The characters are interesting and fairly well-developed. My main problem with them is that I didn’t really care about any of them. This is a risk that writers face when writing dark or urban fantasy – it can be hard for a traditional fantasy reader to care about deeply flawed characters that aren’t heroic. Campbell tries hard to make Dill the most sympathetic character, but the angel is annoyingly weak throughout the book. Rachel is the only character that feels heroic, as her task is to stop Carnival from killing the citizens of Deepgate. But we don’t spend enough time in Rachel’s head to feel what she feels. Her feelings are explained, but not felt…that’s probably the best way I can describe it. Carnival is the most intriguing character, but not enough time is devoted to her thoughts and actions. These characterizations are one of the reasons I lost interest 100 pages in; the other reason is that much of the action takes place over the last half of the book, so the first half suffers from bad pacing as it attempts to establish the characters. There is also a third reason I lost interest: my own misconceptions of the book’s genre, drawn from the only information I had at the time of purchase at Borders (back in 2006): the dust jacket.

Campbell’s ideas are highly imaginative, and Scar Night is not a bad story by any means, but I was expecting something different. Nowhere in the synopsis (on the inside dust jacket) is mention made of industry, chemical warfare, or other aspects of urban fantasy; therefore, I read the synopsis in the context of a traditional fantasy setting and was surprised that it wasn’t. In fact, it’s not hard to imagine that the synopsis was carefully written to exclude any mention of its urban fantasy elements, so as not to scare off traditional fantasy readers (keep in mind that this was a debut novel for the author). Also, the inside sleeve of the dust jacket has a blurb that describes the story as “the stunning clarity of Neil Gaiman with the rich world-building of Steven Erikson.” I haven’t read Neil Gaiman, but I have read Steven Erikson, and this book doesn’t have 10% of the world-building of Steven Erikson. It’s not the first time that blurbs on the dust jacket have been deceptive – I can’t count how many times a book was compared to Lord of the Rings and ended up falling well short of that mark – but it doesn’t change the fact that the statement is (in my opinion) highly inaccurate. Also, the synopsis claims that Dill and Rachel join forces with Carnival to prevent the annihilation of the city and themselves. This is also deceptive, as the characters don’t even know they are facing annihilation upon entering the abyss…the joining of forces seems like more of an accident, and (minor spoiler alert ahead!) seems unbelievable – when Rachel jumps into the abyss, Carnival saves her, when just minutes before Carnival wanted Rachel dead. Why was Rachel saved? It’s never explained. I will offer the disclaimer that the issues I have with the synopsis and dust jacket blurb are not the author’s fault, but since they played a part in my decision to purchase the book, I feel it should be mentioned.

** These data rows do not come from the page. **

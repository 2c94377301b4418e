//! The persistent queue engine.
//!
//! A queue is a pair of state directories, `queued/` and `pulled/`, under
//! `<root_dir>/<queue_name>/`. A message lives in exactly one of them (or in
//! the dead-letter queue's `queued/`) at any instant, and every state
//! transition is an atomic same-filesystem rename. The filesystem is the only
//! shared state between producers, workers, and restarts.

use crate::codec;
use crate::config::QueueSettings;
use crate::directory;
use crate::error::{QueueError, QueueResult};
use crate::message::{self, Flag, Message};
use crate::metrics::QueueMetrics;
use async_trait::async_trait;
use futures::future::BoxFuture;
use std::path::PathBuf;
use tokio::fs;
use tracing::{debug, error, info, warn};

const QUEUED_DIR: &str = "queued";
const PULLED_DIR: &str = "pulled";
const TMP_DIR: &str = "tmp";

/// Queue operations consumed by workers and producers.
///
/// `Queue` is the filesystem implementation; the trait seam exists so worker
/// logic can be exercised against stand-ins.
#[async_trait]
pub trait QueueBackend: Send + Sync {
    /// Durably enqueues an opaque payload.
    async fn push(&self, payload: &[u8]) -> QueueResult<()>;

    /// Transfers ownership of the oldest available message to the caller,
    /// or returns `None` when nothing is available.
    async fn pull(&self) -> QueueResult<Option<Message>>;

    /// Terminal success: the message is removed.
    async fn acknowledge(&self, message: Message) -> QueueResult<()>;

    /// Records a failed attempt and applies the retry / dead-letter policy.
    async fn fail(&self, message: Message, flag: Flag) -> QueueResult<()>;

    /// Snapshot count of messages waiting in `queued/`.
    async fn len(&self) -> QueueResult<usize>;
}

/// A durable, directory-backed message queue.
pub struct Queue {
    settings: QueueSettings,
    queued_dir: PathBuf,
    pulled_dir: PathBuf,
    tmp_dir: PathBuf,
    dead_letters: Option<Box<Queue>>,
}

impl Queue {
    /// Opens (or creates) the queue described by `settings`.
    ///
    /// Directories are created idempotently, the dead-letter queue is built
    /// first so terminal routing has somewhere to land, and messages
    /// orphaned in `pulled/` by a previous crash are requeued as timeouts
    /// before the queue accepts work.
    pub async fn open(settings: QueueSettings) -> QueueResult<Self> {
        settings.validate()?;

        let dead_letters = match settings.dead_letters.as_deref() {
            Some(sink) => Some(Box::new(open_dead_letters(sink.clone()).await?)),
            None => None,
        };

        let queue_root = settings.root_dir.join(&settings.queue_name);
        let queued_dir = directory::setup(&queue_root.join(QUEUED_DIR)).await?;
        let pulled_dir = directory::setup(&queue_root.join(PULLED_DIR)).await?;
        let tmp_dir = directory::setup(&settings.root_dir.join(TMP_DIR)).await?;

        let queue = Self {
            settings,
            queued_dir,
            pulled_dir,
            tmp_dir,
            dead_letters,
        };
        queue.requeue_unfinished().await?;

        info!(
            queue = %queue.name(),
            root = %queue.settings.root_dir.display(),
            dead_letters = queue.dead_letters.is_some(),
            "queue opened"
        );
        Ok(queue)
    }

    /// This queue's name.
    pub fn name(&self) -> &str {
        &self.settings.queue_name
    }

    /// The settings this queue was opened with.
    pub fn settings(&self) -> &QueueSettings {
        &self.settings
    }

    /// The dead-letter queue, when one is configured.
    pub fn dead_letters(&self) -> Option<&Queue> {
        self.dead_letters.as_deref()
    }

    /// Durably enqueues an opaque payload.
    ///
    /// The capacity check is advisory: racing producers may transiently
    /// overshoot by at most the number of concurrent pushes.
    pub async fn push(&self, payload: &[u8]) -> QueueResult<()> {
        let len = directory::file_count(&self.queued_dir).await?;
        QueueMetrics::queue_length(self.name(), len);

        let limit = self.settings.max_queued_messages;
        if limit > 0 && len >= limit {
            return Err(QueueError::QueueFull {
                queue: self.name().to_string(),
                len,
                limit,
            });
        }

        let staged =
            codec::write_to_tmp(payload, &self.tmp_dir, self.settings.max_message_bytes).await?;
        let file_name = message::encode_file_name(staged.timestamp_ms, &[]);
        directory::move_file(&staged.path, &self.queued_dir, Some(&file_name)).await?;

        QueueMetrics::message_pushed(self.name());
        debug!(
            queue = %self.name(),
            timestamp_ms = staged.timestamp_ms,
            bytes = payload.len(),
            "message pushed"
        );
        Ok(())
    }

    /// Pulls the oldest available message, transferring it into `pulled/`.
    ///
    /// Returns `None` when the queue is empty, when another worker wins the
    /// rename race, or when the head's payload cannot be read (the file is
    /// left in `pulled/` for the next recovery pass). Heads that outlived
    /// the TTL are routed as dead and the pull moves on to the next
    /// candidate.
    pub async fn pull(&self) -> QueueResult<Option<Message>> {
        loop {
            let head = match directory::first_file(&self.queued_dir).await? {
                Some(head) => head,
                None => return Ok(None),
            };

            let pulled_path = match directory::move_file(&head, &self.pulled_dir, None).await {
                Ok(path) => path,
                Err(e) => {
                    debug!(queue = %self.name(), error = %e, "lost pull race");
                    return Ok(None);
                }
            };

            let payload = match codec::read_payload(&pulled_path).await {
                Ok(payload) => payload,
                Err(e) => {
                    warn!(
                        queue = %self.name(),
                        file = %pulled_path.display(),
                        error = %e,
                        "unreadable payload, leaving in pulled/ for recovery"
                    );
                    return Ok(None);
                }
            };

            let message = Message::from_path(pulled_path, payload)?;

            if let Some(ttl) = self.settings.message_ttl() {
                if message.age(message::now_ms()) > ttl {
                    warn!(
                        queue = %self.name(),
                        timestamp_ms = message.timestamp_ms,
                        "message outlived ttl, routing as dead"
                    );
                    self.fail(message, Flag::Dead).await?;
                    continue;
                }
            }

            QueueMetrics::message_pulled(self.name(), message.timestamp_ms);
            debug!(
                queue = %self.name(),
                timestamp_ms = message.timestamp_ms,
                attempts = message.attempts.len(),
                "message pulled"
            );
            return Ok(Some(message));
        }
    }

    /// Terminal success: removes the message file.
    pub async fn acknowledge(&self, message: Message) -> QueueResult<()> {
        fs::remove_file(&message.path).await?;
        debug!(
            queue = %self.name(),
            timestamp_ms = message.timestamp_ms,
            "message acknowledged"
        );
        Ok(())
    }

    /// Records a failed attempt.
    ///
    /// A `Dead` flag, or exhaustion of the retry cap, routes the message to
    /// the dead-letter queue (or deletes it when none is configured). Any
    /// other failure renames the message back into `queued/` with the flag
    /// appended to its attempt history.
    pub async fn fail(&self, message: Message, flag: Flag) -> QueueResult<()> {
        if flag == Flag::Dead || self.exhausted(&message) {
            return self.dead_route(message).await;
        }

        let new_name = message.file_name_with(&flag);
        directory::move_file(&message.path, &self.queued_dir, Some(&new_name)).await?;
        debug!(
            queue = %self.name(),
            timestamp_ms = message.timestamp_ms,
            flag = %flag,
            attempts = message.attempts.len() + 1,
            "message requeued after failure"
        );
        Ok(())
    }

    /// Snapshot count of messages waiting in `queued/`.
    pub async fn len(&self) -> QueueResult<usize> {
        directory::file_count(&self.queued_dir).await
    }

    /// Snapshot count of messages waiting in the dead-letter queue, or 0
    /// when none is configured.
    pub async fn dead_letter_len(&self) -> QueueResult<usize> {
        match &self.dead_letters {
            Some(sink) => sink.len().await,
            None => Ok(0),
        }
    }

    fn exhausted(&self, message: &Message) -> bool {
        match self.settings.max_retries {
            Some(max) => message.attempts.len() >= max as usize,
            None => false,
        }
    }

    async fn dead_route(&self, message: Message) -> QueueResult<()> {
        match &self.dead_letters {
            Some(sink) => {
                let new_name = message.file_name_with(&Flag::Dead);
                directory::move_file(&message.path, &sink.queued_dir, Some(&new_name)).await?;
                warn!(
                    queue = %self.name(),
                    dead_letters = %sink.name(),
                    timestamp_ms = message.timestamp_ms,
                    attempts = message.attempts.len(),
                    "message dead-lettered"
                );
            }
            None => {
                fs::remove_file(&message.path).await?;
                warn!(
                    queue = %self.name(),
                    timestamp_ms = message.timestamp_ms,
                    attempts = message.attempts.len(),
                    "message discarded, no dead letters configured"
                );
            }
        }
        Ok(())
    }

    /// One-shot crash-recovery sweep run during `open`.
    ///
    /// Every file found in `pulled/` belonged to a worker that no longer
    /// exists; each is failed as a timeout so it re-enters the normal retry
    /// flow. A file whose payload cannot be read is routed as dead without a
    /// payload (the file itself moves intact); a file whose name does not
    /// parse is left for the operator. Recovery never aborts on one bad
    /// file.
    async fn requeue_unfinished(&self) -> QueueResult<()> {
        let orphans = directory::all_files(&self.pulled_dir).await?;
        if orphans.is_empty() {
            return Ok(());
        }

        let mut requeued = 0usize;
        for path in orphans {
            let name = match path.file_name().and_then(|n| n.to_str()) {
                Some(name) => name.to_string(),
                None => {
                    error!(queue = %self.name(), file = %path.display(), "non-utf8 file in pulled/, skipping");
                    continue;
                }
            };
            if message::parse_file_name(&name).is_err() {
                error!(
                    queue = %self.name(),
                    file = %name,
                    "unparseable file in pulled/, leaving for operator"
                );
                continue;
            }

            match codec::read_payload(&path).await {
                Ok(payload) => {
                    let message = Message::from_path(path, payload)?;
                    self.fail(message, Flag::Timeout).await?;
                    requeued += 1;
                }
                Err(e) => {
                    warn!(
                        queue = %self.name(),
                        file = %name,
                        error = %e,
                        "unreadable payload in pulled/, routing as dead"
                    );
                    let message = Message::from_path(path, Vec::new())?;
                    self.fail(message, Flag::Dead).await?;
                }
            }
        }

        if requeued > 0 {
            info!(queue = %self.name(), count = requeued, "requeued unfinished messages");
        }
        Ok(())
    }
}

/// Opening a dead-letter queue recurses into `Queue::open`; boxing through
/// an erased future keeps the parent future finitely sized.
fn open_dead_letters(settings: QueueSettings) -> BoxFuture<'static, QueueResult<Queue>> {
    Box::pin(Queue::open(settings))
}

#[async_trait]
impl QueueBackend for Queue {
    async fn push(&self, payload: &[u8]) -> QueueResult<()> {
        Queue::push(self, payload).await
    }

    async fn pull(&self) -> QueueResult<Option<Message>> {
        Queue::pull(self).await
    }

    async fn acknowledge(&self, message: Message) -> QueueResult<()> {
        Queue::acknowledge(self, message).await
    }

    async fn fail(&self, message: Message, flag: Flag) -> QueueResult<()> {
        Queue::fail(self, message, flag).await
    }

    async fn len(&self) -> QueueResult<usize> {
        Queue::len(self).await
    }
}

As the action picks up in the second half of the book (major spoiler alert ahead!), I became more engrossed in the story. However, the ending was a disappointment, as the god Ulcis was easily overcome despite the implication that he was incredibly powerful (he is described as a god, after all), and his undead minions continued to fight even after his death, when it’s not clear what their motivation was to keep fighting. Maybe these issues are resolved in the sequel, but I suspect they aren’t. When combined with the illogical “joined forces” problem I mentioned earlier, and an abrupt ending designed to set up the sequel, my overall impression of the story was apathetic.

Readers of urban fantasy may enjoy Scar Night despite these issues. From the reviews at Amazon, it seems as if the sequel, Iron Angel, is better, although the third book, God of Clocks, sounds like a big disappointment to most readers. With the last book in the series getting so-so reviews, you have to decide whether or not it’s worthwhile to put the time into these stories. Based on my reading experience and my misconceptions of Scar Night, I won’t be picking up the sequel unless I have nothing else to read. Considering the amount of books in my queue, that probably isn’t going to happen.

If you could only grab 5 books…

Last night I mentioned Little Red Reviewer posted her 5 books she would take if she had to flee the house before disaster struck, and that I posted my 5 books over at her site. To me, the question suggests the books are irreplaceable. I mean, I could say I’d take The Name of the Wind, but why would I do that when I could go down to Barnes & Noble or on to Amazon and order another one? There’s really nothing special about my copy – it isn’t rare or expensive, it isn’t signed by Patrick Rothfuss, it wasn’t given to me as a gift – do you see where I’m going? The books I would save are books I could not replace by simply re-buying them, or are so rare I couldn’t justify the cost. Here are the ones I listed:

1. The Sword of Shannara Trilogy (combines The Sword of Shannara, The Elfstones of Shannara, and the Wishsong of Shannara). More specifically, my 2002 deckled-edge hardcover edition that Terry Brooks signed for me at Powell’s Books. I had the opportunity to speak with Mr. Brooks for a few minutes, and he offered me encouragement on writing my own story.

2. Fool’s Errand. My 2002 hardcover edition that Robin Hobb signed for me, also at Powell’s Books. I spoke with Robin for a few minutes and asked her a couple of questions about publishing which she answered gracefully. She probably gets those questions constantly, but she was thoughtful, sincere, and kind regardless. Her answers were also very helpful.

3. I’m not sure of the title – it may be something like “History of the 54th Artillery Brigade” (I have it put away somewhere safe and would have to dig it out). This hardcover book details the movements and battles of my great-grandfather’s brigade, complete with maps, through World War I France. I believe it was published in 1918.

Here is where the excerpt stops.